Tease - Dusty Chapter Twenty: All of This
It was just after two o’clock when I left Ally’s bed. It’s almost three a.m. now.
I stretch out on my back, sliding my arms and legs through cool gray. Edward’s sheets and pillows encircleme, but I want him here. I want him surrounding me, moving with me.
Turning onto my side, I face his window. I haven’t spent a night alone in his bed in so long, but I haven’t forgotten this anxiousness or this longing. I’m fully aware of the battles I chose. I’m well acquainted with every ache and twist and tear that comes along with being Edward’s safe spot.
I close my eyes and feel my heart beat, and wonder how his is pounding in this moment, and I wish so hard he’d come home.
It’s summertime, but even if it wasn’t, it’s not unusual for him to be out two or three nights in a row. This isn’t like that though. I can’t quite get my head around it, but this absence is foreign. Even when he used to go out for a few nights on end, he would still stumble in sometime during the day after for shelter, rest and food, but not today.
Not yesterday.
I close my eyes tighter.
The last time I heard from Edward was Saturday afternoon. I was sitting on the sofawith Ally, watching Jeopardy and missing him. I hadn’t heard from him since he left me for Pete’s the day before.
Hey boy, I love you. Hey trouble, come kiss me on the lips, I texted.
And he replied so quickly. Soon.
So, I thought he’d come to me that night, but he didn’t.
And when I texted him Good morning, I miss you, yesterday, I never heard back. I was hurt, but I sucked it up and took it for what it was. Edward doesn’t want to answer to anyone. I get it. I feel that.
I do.
But then I didn’t hear from him all of Sunday either. Things were crazy for a minute, when he heard Alice and I talking about California, but he knows. He has to know I can’t go anywhere without him. How can he not? He kissed me before he left and he said he’d be back… but this silent absence is stretching way too long.
Earlier today, I called and his phone went straight to voicemail. I told him I missed him. A lot.

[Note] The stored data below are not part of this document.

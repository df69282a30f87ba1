//! Positioned search strategies.
//!
//! A strategy receives the sorted key column, the position the previous lookup
//! ended on, and the target key. It returns a position that holds the target
//! whenever the target is present. The index decides what a hit means; the
//! strategy only moves.

use crate::{Key, SearchStats};

/// Key distance (and interval width) below which [`LocalitySearch`] stops
/// bisecting and scans linearly.
pub const DEFAULT_LOCALITY_THRESHOLD: u64 = 10;

/// Search from a starting position over a strictly ascending, non-empty slice.
///
/// Contract: the returned position `p` satisfies `p < keys.len()`, and
/// `keys[p] == key` whenever `key` occurs in `keys`. Implementations must not
/// assume anything about `start` beyond `start < keys.len()`.
pub trait SearchStrategy {
    fn name(&self) -> &'static str;

    fn position(&self, keys: &[Key], start: usize, key: Key, stats: &mut SearchStats) -> usize;
}

impl<S: SearchStrategy + ?Sized> SearchStrategy for Box<S> {
    fn name(&self) -> &'static str {
        (**self).name()
    }

    fn position(&self, keys: &[Key], start: usize, key: Key, stats: &mut SearchStats) -> usize {
        (**self).position(keys, start, key, stats)
    }
}

// ---------------------------------------------------------------------------
// Locality-first
// ---------------------------------------------------------------------------

/// Locality-first search: bisect only while the target is far from the
/// current position, then finish with a short linear scan.
///
/// Ingestion streams tend to visit keys close to their predecessors, so most
/// lookups resolve in a handful of scan steps without touching the bisection
/// loop at all.
#[derive(Clone, Copy, Debug, PartialEq, Eq)]
pub struct LocalitySearch {
    threshold: u64,
}

impl Default for LocalitySearch {
    fn default() -> Self {
        Self::new(DEFAULT_LOCALITY_THRESHOLD)
    }
}

impl LocalitySearch {
    pub fn new(threshold: u64) -> Self {
        Self { threshold }
    }

    pub fn threshold(&self) -> u64 {
        self.threshold
    }

    fn is_far(&self, from: Key, to: Key) -> bool {
        from.abs_diff(to) > self.threshold
    }
}

impl SearchStrategy for LocalitySearch {
    fn name(&self) -> &'static str {
        "locality"
    }

    fn position(&self, keys: &[Key], start: usize, key: Key, stats: &mut SearchStats) -> usize {
        let last = keys.len() - 1;
        // Interval width must stay >= 2 for the midpoint to make progress.
        let span = usize::try_from(self.threshold).unwrap_or(usize::MAX).max(1);

        let mut pos = start.min(last);
        let (mut lo, mut hi) = (0usize, last);

        while hi - lo > span {
            let here = keys[pos];
            if !self.is_far(here, key) {
                break;
            }
            if key > here {
                lo = pos;
            } else {
                hi = pos;
            }
            pos = lo + (hi - lo) / 2;
            stats.bisect_steps += 1;
        }

        while pos < last && key > keys[pos] {
            pos += 1;
            stats.scan_steps += 1;
        }
        while pos > 0 && key < keys[pos] {
            pos -= 1;
            stats.scan_steps += 1;
        }
        pos
    }
}

// ---------------------------------------------------------------------------
// Plain bisection
// ---------------------------------------------------------------------------

/// Conventional lower-bound binary search over the whole slice. Ignores the
/// starting position.
#[derive(Clone, Copy, Debug, Default, PartialEq, Eq)]
pub struct BinarySearch;

impl SearchStrategy for BinarySearch {
    fn name(&self) -> &'static str {
        "binary"
    }

    fn position(&self, keys: &[Key], _start: usize, key: Key, stats: &mut SearchStats) -> usize {
        let (mut lo, mut hi) = (0usize, keys.len());
        while lo < hi {
            let mid = lo + (hi - lo) / 2;
            stats.bisect_steps += 1;
            if keys[mid] < key {
                lo = mid + 1;
            } else {
                hi = mid;
            }
        }
        lo.min(keys.len() - 1)
    }
}

#[cfg(test)]
mod tests {
    use super::*;

    fn dense(n: u64) -> Vec<Key> {
        (0..n).collect()
    }

    #[test]
    fn locality_near_target_scans_only() {
        let keys = dense(1_000);
        let mut stats = SearchStats::default();
        let p = LocalitySearch::default().position(&keys, 500, 503, &mut stats);
        assert_eq!(keys[p], 503);
        assert_eq!(stats.bisect_steps, 0);
        assert_eq!(stats.scan_steps, 3);
    }

    #[test]
    fn locality_far_target_bisects() {
        let keys = dense(1_000);
        let mut stats = SearchStats::default();
        let p = LocalitySearch::default().position(&keys, 0, 900, &mut stats);
        assert_eq!(keys[p], 900);
        assert!(stats.bisect_steps > 0);
    }

    #[test]
    fn locality_zero_threshold_terminates() {
        let keys: Vec<Key> = (0..64).map(|k| k * 3).collect();
        let s = LocalitySearch::new(0);
        for target in 0..200 {
            let mut stats = SearchStats::default();
            let p = s.position(&keys, 17, target, &mut stats);
            if target % 3 == 0 && target < 192 {
                assert_eq!(keys[p], target);
            } else {
                assert_ne!(keys[p], target);
            }
        }
    }

    #[test]
    fn locality_absent_key_brackets() {
        let keys = vec![10, 20, 30, 40];
        let mut stats = SearchStats::default();
        let p = LocalitySearch::default().position(&keys, 3, 25, &mut stats);
        assert!(keys[p] == 20 || keys[p] == 30);
    }

    #[test]
    fn binary_finds_every_key_and_clamps_past_end() {
        let keys: Vec<Key> = (1..=50).map(|k| k * 2).collect();
        for &k in &keys {
            let mut stats = SearchStats::default();
            let p = BinarySearch.position(&keys, 0, k, &mut stats);
            assert_eq!(keys[p], k);
        }
        let mut stats = SearchStats::default();
        assert_eq!(BinarySearch.position(&keys, 0, 1_000, &mut stats), keys.len() - 1);
    }
}
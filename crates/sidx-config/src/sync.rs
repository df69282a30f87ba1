//! Typed view of the synchronization config.

use anyhow::{bail, Context, Result};
use serde::{Deserialize, Serialize};
use std::collections::BTreeMap;
use std::path::PathBuf;

use crate::LoadedConfig;

pub const DEFAULT_DATABASE_URL_ENV: &str = "SIDX_DATABASE_URL";
pub const DEFAULT_FETCH_TIMEOUT_SECS: u64 = 60;

#[derive(Debug, Clone, PartialEq, Eq, Serialize, Deserialize)]
pub struct SyncConfig {
    #[serde(default)]
    pub database: DatabaseConfig,
    #[serde(default)]
    pub fetch: FetchConfig,
    /// Named rule sources, iterated in name order.
    #[serde(default)]
    pub sources: BTreeMap<String, SourceConfig>,
}

#[derive(Debug, Clone, PartialEq, Eq, Serialize, Deserialize)]
pub struct DatabaseConfig {
    /// Name of the environment variable holding the Postgres URL.
    #[serde(default = "default_url_env")]
    pub url_env: String,
}

impl Default for DatabaseConfig {
    fn default() -> Self {
        Self {
            url_env: default_url_env(),
        }
    }
}

fn default_url_env() -> String {
    DEFAULT_DATABASE_URL_ENV.to_string()
}

#[derive(Debug, Clone, PartialEq, Eq, Serialize, Deserialize)]
pub struct FetchConfig {
    #[serde(default = "default_timeout_secs")]
    pub timeout_secs: u64,
}

impl Default for FetchConfig {
    fn default() -> Self {
        Self {
            timeout_secs: default_timeout_secs(),
        }
    }
}

fn default_timeout_secs() -> u64 {
    DEFAULT_FETCH_TIMEOUT_SECS
}

/// One named source: where to read from and which files to ingest.
#[derive(Debug, Clone, PartialEq, Eq, Serialize, Deserialize)]
pub struct SourceConfig {
    pub source: String,
    /// Allow-list of file identifiers (paths relative to the source root or
    /// archive entry names). Anything else is skipped.
    #[serde(default)]
    pub files: Vec<String>,
}

impl SourceConfig {
    pub fn locator(&self) -> Result<SourceLocator> {
        SourceLocator::parse(&self.source)
    }
}

/// Where a source lives.
#[derive(Debug, Clone, PartialEq, Eq)]
pub enum SourceLocator {
    /// Absolute local directory.
    Local(PathBuf),
    /// `http://` or `https://` URL of a gzip-compressed tar archive.
    Http(String),
}

impl SourceLocator {
    pub fn parse(s: &str) -> Result<Self> {
        let t = s.trim();
        if t.starts_with("https://") || t.starts_with("http://") {
            return Ok(SourceLocator::Http(t.to_string()));
        }
        if t.starts_with('/') {
            return Ok(SourceLocator::Local(PathBuf::from(t)));
        }
        bail!(
            "CONFIG_INVALID_SOURCE locator='{}': expected an absolute path or an http(s) URL",
            t
        )
    }

    pub fn kind(&self) -> &'static str {
        match self {
            SourceLocator::Local(_) => "local",
            SourceLocator::Http(_) => "http",
        }
    }
}

impl SyncConfig {
    /// Deserialize and validate the typed view of a loaded config.
    ///
    /// Every source must have a valid locator and a non-empty allow-list: a
    /// source that ingests nothing would report its whole baseline as removed.
    pub fn from_loaded(loaded: &LoadedConfig) -> Result<Self> {
        let cfg: SyncConfig = serde_json::from_value(loaded.config_json.clone())
            .context("config does not match the sync config shape")?;
        cfg.validate()?;
        Ok(cfg)
    }

    pub fn validate(&self) -> Result<()> {
        if self.database.url_env.trim().is_empty() {
            bail!("CONFIG_INVALID_DATABASE: database.url_env must not be empty");
        }
        if self.fetch.timeout_secs == 0 {
            bail!("CONFIG_INVALID_FETCH: fetch.timeout_secs must be > 0");
        }
        for (name, src) in &self.sources {
            src.locator()
                .with_context(|| format!("invalid source '{name}'"))?;
            if src.files.is_empty() {
                bail!(
                    "CONFIG_INVALID_SOURCE source='{}': files allow-list is empty",
                    name
                );
            }
        }
        Ok(())
    }

    /// Read the database URL from the configured environment variable.
    pub fn database_url(&self) -> Result<String> {
        let var = &self.database.url_env;
        std::env::var(var).with_context(|| format!("missing env var {var}"))
    }
}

I called again this afternoon, but didn’t leave a second message. I was scared my voice would shake. We haven’t gone this long without contact in almost two years.
I blink and try to relax my eyelids easily closed. I tell myself he’s fine. He’s with his friends and his phone is probably dead since he hasn’t been home. He knows I love him. He has to know this is killing me. And he’ll call. Or text. Or break in.
And surround me, just exactly how I want him to.
Curling tighter and smaller on my side, I press my lips together and scrunch all the muscles in my face to hold my tears back. I don’t want to cry, but it hurts so deep because what did I expect? This is exactly how we are.
The truth is, I love a boy who can’t get his shit together for anything, but without him I can’t breathe. Edward is love to me. Something inside me deeper than my blood and stronger than my heart, needs him and has us forever connected.
How can I not wish he was here, always?
How can I not forgive him anything and everything?
I purse my lips and blow air out intentionally slowly.
Worry creeps up my back. The goose bumps it sends down both my arms feel prickly-painful, freezing cold. I pull my boy’s flannel sleeves down around my fingers and swipe away my drops of sad and scared.
I’m here. I’m right where I’m supposed to be. I’m the only place I want to be. Why isn’t he here?
I want him here so much that I’d take him in any state of mind or repair. Bloody knuckles and a dirty conscience. High as a kite in the clouds or in tears on his knees. It doesn’t matter. None of that matters. I just want him here.
I pull air in cautiously through my nose. It burns. The hurt in my sinuses makes oxygen feel like fire.
Love is learning how to breathe.
Over.
And over.
And over again.
I take in a little more burning. I concentrate on it, on breathing. It’s all I let myself focus on. I don’t think about how I wish the air was shared, tinted with Double Mint and true love instead of fear. I don’t think about what could be, or where he should be. I don’t even think he has to be okay, because I can’t. He’s pushing me every minute he’s gone, and I’m slipping to the point where I can’t think about him in any capacity at all without starting to panic.
So, I curve my knees even closer to my chest and burrow deeper under his blankets. I hold my inhale for one, two, three needy heartbeats before I let it go.
Slow.
Steady.
An action that should be thoughtless and natural has become one I have to constantly measure out.